From the line that contains "pub trait PropKey" through the line that contains "a new name.", output every line of the listing below exactly and leave out all the rest.
──────── Records to use
//! Keys accepted by dictionary operations.

use molprop_tags::{PropTag, TagError, TagRegistry};

/// A property key: an interned [`PropTag`] or a property name.
///
/// Writes resolve through [`PropKey::intern`], which allocates a tag for a
/// name seen for the first time. Reads resolve through
/// [`PropKey::lookup`], which never grows the registry.
pub trait PropKey {
    /// Resolve for a write, interning names as needed.
    ///
    /// # Errors
    ///
    /// [`TagError::UnknownTag`] for a tag the registry never allocated, or
    /// [`TagError::Exhausted`] when no tag is left for a new name.
    fn intern(&self, registry: &TagRegistry) -> Result<PropTag, TagError>;

    /// Resolve for a read. `None` means no dictionary can hold the key.
    fn lookup(&self, registry: &TagRegistry) -> Option<PropTag>;

    /// Name used in error messages and key listings.
    fn display_name(&self, registry: &TagRegistry) -> String;
}

impl PropKey for PropTag {
    fn intern(&self, registry: &TagRegistry) -> Result<PropTag, TagError> {
        if registry.contains(*self) {
            Ok(*self)
        } else {
            Err(TagError::UnknownTag { tag: self.raw() })
        }
    }

    fn lookup(&self, _: &TagRegistry) -> Option<PropTag> {
        Some(*self)
    }

    fn display_name(&self, registry: &TagRegistry) -> String {
        match registry.name(*self) {
            Ok(name) => name.to_string(),
            Err(_) => self.to_string(),
        }
    }
}

impl PropKey for &str {
    fn intern(&self, registry: &TagRegistry) -> Result<PropTag, TagError> {
        registry.try_intern(self)
    }

    fn lookup(&self, registry: &TagRegistry) -> Option<PropTag> {
        registry.lookup(self)
    }

    fn display_name(&self, _: &TagRegistry) -> String {
        (*self).to_owned()
    }
}

impl PropKey for &String {
    fn intern(&self, registry: &TagRegistry) -> Result<PropTag, TagError> {
        registry.try_intern(self)
    }

    fn lookup(&self, registry: &TagRegistry) -> Option<PropTag> {
        registry.lookup(self)
    }

    fn display_name(&self, _: &TagRegistry) -> String {
        (*self).clone()
    }
}

impl PropKey for String {
    fn intern(&self, registry: &TagRegistry) -> Result<PropTag, TagError> {
        registry.try_intern(self)
    }

    fn lookup(&self, registry: &TagRegistry) -> Option<PropTag> {
        registry.lookup(self)
    }

    fn display_name(&self, _: &TagRegistry) -> String {
        self.clone()
    }
}

#[cfg(test)]
mod tests;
────────────────
§ Answer area:
pub trait PropKey {
    /// Resolve for a write, interning names as needed.
    ///
    /// # Errors
    ///
    /// [`TagError::UnknownTag`] for a tag the registry never allocated, or
    /// [`TagError::Exhausted`] when no tag is left for a new name.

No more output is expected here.